EXERCISE DIRECTIONS:
Within the data beneath, some lines may hold the word "push". Give the number of those lines and nothing else.

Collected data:
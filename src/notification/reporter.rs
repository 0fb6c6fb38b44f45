use chrono::{DateTime, Utc};
use std::fmt;
use std::sync::Arc;
use tracing::error;

use crate::queue::DeadLetterEntry;

/// A job failure worth an operator's attention.
#[derive(Debug, Clone, PartialEq)]
pub struct FailureReport {
    /// Component that gave up (e.g., "scan-worker").
    pub component: String,
    pub job_id: String,
    pub queue: String,
    pub reason: String,
    pub attempts: u32,
    /// Original job payload as JSON.
    pub payload: Option<String>,
    pub failed_at: DateTime<Utc>,
}

impl FailureReport {
    pub fn from_dead_letter(component: &str, entry: &DeadLetterEntry) -> Self {
        Self {
            component: component.to_string(),
            job_id: entry.job_id.clone(),
            queue: entry.source_queue.to_string(),
            reason: entry.reason.clone(),
            attempts: entry.attempts,
            payload: serde_json::to_string(&entry.payload).ok(),
            failed_at: entry.failed_at,
        }
    }
}

/// ErrorReporter forwards job failures to an error-tracking channel.
#[async_trait::async_trait]
pub trait ErrorReporter: Send + Sync {
    /// Send the report and wait for delivery.
    async fn report(&self, report: &FailureReport) -> Result<(), NotificationError>;

    /// Queue the report without waiting.
    fn report_async(&self, report: FailureReport);

    /// Flush and release resources.
    async fn close(&self) -> Result<(), NotificationError>;
}

/// Notification delivery error.
#[derive(Debug, Clone)]
pub struct NotificationError {
    pub message: String,
}

impl fmt::Display for NotificationError {
    fn fmt(&self, f: &mut fmt::Formatter<'_>) -> fmt::Result {
        write!(f, "NotificationError: {}", self.message)
    }
}

impl std::error::Error for NotificationError {}

impl NotificationError {
    pub fn new(message: impl Into<String>) -> Self {
        Self {
            message: message.into(),
        }
    }
}

/// LogReporter writes failures to the error log. Always available.
#[derive(Debug, Default)]
pub struct LogReporter;

impl LogReporter {
    pub fn new() -> Self {
        Self
    }

    fn log(report: &FailureReport) {
        error!(
            component = %report.component,
            job_id = %report.job_id,
            queue = %report.queue,
            attempts = report.attempts,
            reason = %report.reason,
            payload = report.payload.as_deref().unwrap_or("-"),
            "Job failed permanently"
        );
    }
}

#[async_trait::async_trait]
impl ErrorReporter for LogReporter {
    async fn report(&self, report: &FailureReport) -> Result<(), NotificationError> {
        Self::log(report);
        Ok(())
    }

    fn report_async(&self, report: FailureReport) {
        Self::log(&report);
    }

    async fn close(&self) -> Result<(), NotificationError> {
        Ok(())
    }
}

/// MultiReporter fans a report out to several reporters.
pub struct MultiReporter {
    reporters: Vec<Arc<dyn ErrorReporter>>,
}

impl MultiReporter {
    pub fn new(reporters: Vec<Arc<dyn ErrorReporter>>) -> Self {
        Self { reporters }
    }

    pub fn len(&self) -> usize {
        self.reporters.len()
    }

    pub fn is_empty(&self) -> bool {
        self.reporters.is_empty()
    }
}

#[async_trait::async_trait]
impl ErrorReporter for MultiReporter {
    async fn report(&self, report: &FailureReport) -> Result<(), NotificationError> {
        let mut errors = Vec::new();
        for reporter in &self.reporters {
            if let Err(e) = reporter.report(report).await {
                errors.push(e.message);
            }
        }
        if errors.is_empty() {
            Ok(())
        } else {
            Err(NotificationError::new(errors.join("; ")))
        }
    }

    fn report_async(&self, report: FailureReport) {
        for reporter in &self.reporters {
            reporter.report_async(report.clone());
        }
    }

    async fn close(&self) -> Result<(), NotificationError> {
        let mut errors = Vec::new();
        for reporter in &self.reporters {
            if let Err(e) = reporter.close().await {
                errors.push(e.message);
            }
        }
        if errors.is_empty() {
            Ok(())
        } else {
            Err(NotificationError::new(errors.join("; ")))
        }
    }
}

/// Formats a failure as a Telegram Markdown message.
pub fn format_failure(report: &FailureReport) -> String {
    let payload = report
        .payload
        .as_ref()
        .map(|p| format!("\nPayload: `{}`", p.replace('`', "'")))
        .unwrap_or_default();

    format!(
        "⚠️ *Scan job failed*\n\n\
         Component: {}\n\
         Job: `{}`\n\
         Queue: {}\n\
         Attempts: {}\n\
         Reason: {}{}\n\n\
         ⏰ {}",
        escape_markdown(&report.component),
        report.job_id,
        escape_markdown(&report.queue),
        report.attempts,
        escape_markdown(&report.reason),
        payload,
        report.failed_at.format("%Y-%m-%d %H:%M:%S UTC")
    )
}

/// Escapes characters that Telegram Markdown treats as formatting.
pub(crate) fn escape_markdown(text: &str) -> String {
    let mut escaped = String::with_capacity(text.len());
    for c in text.chars() {
        if matches!(c, '_' | '*' | '`' | '[') {
            escaped.push('\\');
        }
        escaped.push(c);
    }
    escaped
}
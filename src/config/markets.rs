//! Market data venue configuration.

use serde::Deserialize;
use std::time::Duration;

use super::duration;

/// Settings shared by both venues.
#[derive(Debug, Clone, Deserialize)]
#[serde(default)]
pub struct MarketsConfig {
    /// Force deterministic mock quotes on every venue (env: USE_MOCK_MARKETS).
    pub mock: bool,
    pub gate: VenueConfig,
    pub kyber: VenueConfig,
}

impl Default for MarketsConfig {
    fn default() -> Self {
        Self {
            mock: true,
            gate: VenueConfig::default(),
            kyber: VenueConfig::default(),
        }
    }
}

/// Settings for a single venue adapter.
#[derive(Debug, Clone, Deserialize)]
#[serde(default)]
pub struct VenueConfig {
    /// REST endpoint override.
    pub base_url: Option<String>,
    /// API key (loaded from GATE_API_KEY).
    #[serde(skip)]
    pub api_key: String,
    /// API secret (loaded from GATE_API_SECRET).
    #[serde(skip)]
    pub api_secret: String,
    /// RPC endpoint (loaded from KYBER_RPC_URL).
    #[serde(skip)]
    pub rpc_url: Option<String>,
    /// Chain served by the venue, for on-chain venues.
    pub chain_id: Option<u64>,
    /// Minimum spacing between two outbound requests.
    #[serde(with = "duration")]
    pub min_request_interval: Duration,
    /// HTTP timeout for one request.
    #[serde(with = "duration")]
    pub request_timeout: Duration,
    /// Seed for mock quotes; a per-venue constant when unset.
    pub mock_seed: Option<u64>,
}

impl Default for VenueConfig {
    fn default() -> Self {
        Self {
            base_url: None,
            api_key: String::new(),
            api_secret: String::new(),
            rpc_url: None,
            chain_id: None,
            min_request_interval: Duration::from_millis(200),
            request_timeout: Duration::from_secs(8),
            mock_seed: None,
        }
    }
}
//! Configuration loading and validation for the spread scanner.
//!
//! Uses serde_yaml to load YAML configuration files with support for
//! environment variable overrides for credentials and deployment knobs.

mod duration;
mod error;
mod markets;
mod notification;
mod queue;
mod scanner;
mod storage;

pub use error::ConfigError;
pub use markets::{MarketsConfig, VenueConfig};
pub use notification::{NotificationConfig, TelegramConfig};
pub use queue::QueueConfig;
pub use scanner::ScannerConfig;
pub use storage::StorageConfig;

use rust_decimal::Decimal;
use serde::Deserialize;
use std::{env, fs, str::FromStr, time::Duration};

use crate::domain::RuntimeSettings;
use crate::pricing::normalize_pair_symbol;

/// Application-level settings.
#[derive(Debug, Clone, Deserialize)]
pub struct AppConfig {
    /// Application name used in logs and reports.
    pub name: String,
    /// Deployment environment (development, staging, production).
    #[serde(default = "default_env")]
    pub env: String,
    /// Log level filter (trace, debug, info, warn, error).
    #[serde(default = "default_log_level")]
    pub log_level: String,
}

fn default_env() -> String {
    "development".to_string()
}

fn default_log_level() -> String {
    "info".to_string()
}

/// Root configuration structure for the spread scanner.
///
/// Only `app` is required; every other section falls back to defaults.
#[derive(Debug, Clone, Deserialize)]
pub struct Config {
    pub app: AppConfig,
    #[serde(default)]
    pub queue: QueueConfig,
    #[serde(default)]
    pub markets: MarketsConfig,
    #[serde(default)]
    pub scanner: ScannerConfig,
    #[serde(default)]
    pub storage: StorageConfig,
    #[serde(default)]
    pub notification: NotificationConfig,
    /// Pairs seeded into storage at startup (e.g., "BTC/USDT", "ethusdt").
    #[serde(default)]
    pub pairs: Vec<String>,
}

impl Config {
    /// Load configuration from a YAML file at the given path.
    ///
    /// Loads `.env` first (if present), then applies overrides from
    /// the process environment:
    /// - `GATE_API_KEY`, `GATE_API_SECRET`, `KYBER_RPC_URL`, `USE_MOCK_MARKETS`
    /// - `QUEUE_URL`, `WORKER_CONCURRENCY`, `WORKER_JOB_TIMEOUT_MS`
    /// - `OPPORTUNITY_TTL_SECONDS`
    /// - `TELEGRAM_BOT_TOKEN`, `TELEGRAM_CHAT_ID`
    pub fn load(path: &str) -> Result<Self, ConfigError> {
        dotenvy::dotenv().ok();

        let content = fs::read_to_string(path).map_err(|source| ConfigError::ReadFile {
            path: path.to_string(),
            source,
        })?;
        let mut config = Self::from_yaml(&content)?;

        config.apply_env(|key| env::var(key).ok());
        config.validate()?;

        Ok(config)
    }

    /// Parse configuration from YAML without touching the environment.
    pub fn from_yaml(content: &str) -> Result<Self, ConfigError> {
        Ok(serde_yaml::from_str(content)?)
    }

    /// Apply environment overrides using the given lookup.
    pub(crate) fn apply_env<F>(&mut self, lookup: F)
    where
        F: Fn(&str) -> Option<String>,
    {
        let non_empty = |key: &str| lookup(key).filter(|v| !v.trim().is_empty());

        if let Some(key) = non_empty("GATE_API_KEY") {
            self.markets.gate.api_key = key;
        }
        if let Some(secret) = non_empty("GATE_API_SECRET") {
            self.markets.gate.api_secret = secret;
        }
        if let Some(url) = non_empty("KYBER_RPC_URL") {
            self.markets.kyber.rpc_url = Some(url);
        }
        if let Some(flag) = non_empty("USE_MOCK_MARKETS") {
            self.markets.mock = !matches!(flag.trim().to_lowercase().as_str(), "false" | "0" | "no");
        }

        if let Some(url) = non_empty("QUEUE_URL") {
            self.queue.path = url;
        }
        if let Some(n) = non_empty("WORKER_CONCURRENCY").and_then(|v| v.trim().parse().ok()) {
            self.queue.concurrency = n;
        }
        if let Some(ms) = non_empty("WORKER_JOB_TIMEOUT_MS").and_then(|v| v.trim().parse().ok()) {
            self.queue.job_timeout = Duration::from_millis(ms);
        }
        if let Some(secs) = non_empty("OPPORTUNITY_TTL_SECONDS").and_then(|v| v.trim().parse().ok())
        {
            self.scanner.opportunity_ttl = Duration::from_secs(secs);
        }

        if let Some(ref mut telegram) = self.notification.telegram {
            if telegram.enabled {
                telegram.bot_token = lookup("TELEGRAM_BOT_TOKEN").unwrap_or_default();
                telegram.chat_id = lookup("TELEGRAM_CHAT_ID").unwrap_or_default();
            }
        }
    }

    /// Validate the configuration.
    pub(crate) fn validate(&self) -> Result<(), ConfigError> {
        if self.app.name.is_empty() {
            return Err(ConfigError::Validation("app.name is required".into()));
        }

        if self.queue.concurrency == 0 {
            return Err(ConfigError::Validation(
                "queue.concurrency must be positive".into(),
            ));
        }
        if self.queue.job_timeout.is_zero() {
            return Err(ConfigError::Validation(
                "queue.job_timeout must be positive".into(),
            ));
        }
        if self.queue.poll_interval.is_zero() {
            return Err(ConfigError::Validation(
                "queue.poll_interval must be positive".into(),
            ));
        }
        if self.queue.retry.max_attempts == 0 {
            return Err(ConfigError::Validation(
                "queue.retry.max_attempts must be at least 1".into(),
            ));
        }

        if self.scanner.opportunity_ttl.is_zero() {
            return Err(ConfigError::Validation(
                "scanner.opportunity_ttl must be positive".into(),
            ));
        }
        if self.scanner.opportunity_ttl.as_secs() > RuntimeSettings::MAX_OPPORTUNITY_TTL_SECONDS
        {
            return Err(ConfigError::Validation(
                "scanner.opportunity_ttl must not exceed one year".into(),
            ));
        }
        self.fee_rate()?;

        for pair in &self.pairs {
            normalize_pair_symbol(pair).map_err(|e| {
                ConfigError::Validation(format!("pairs: invalid symbol {:?}: {}", pair, e))
            })?;
        }

        if let Some(ref telegram) = self.notification.telegram {
            if telegram.enabled && (telegram.bot_token.is_empty() || telegram.chat_id.is_empty()) {
                return Err(ConfigError::Validation(
                    "notification.telegram: credentials not found (set TELEGRAM_BOT_TOKEN and TELEGRAM_CHAT_ID env vars)".into(),
                ));
            }
        }

        Ok(())
    }

    /// Per-leg taker fee as a decimal fraction. Zero when unset.
    pub fn fee_rate(&self) -> Result<Decimal, ConfigError> {
        let Some(ref raw) = self.scanner.fee_rate else {
            return Ok(Decimal::ZERO);
        };

        let rate = Decimal::from_str(raw.trim()).map_err(|e| {
            ConfigError::Validation(format!("scanner.fee_rate: invalid decimal {:?}: {}", raw, e))
        })?;

        if rate.is_sign_negative() || rate >= Decimal::ONE {
            return Err(ConfigError::Validation(
                "scanner.fee_rate must be in [0, 1)".into(),
            ));
        }

        Ok(rate)
    }

    pub fn is_production(&self) -> bool {
        self.app.env != "development"
    }
}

TASK ANSWER:
4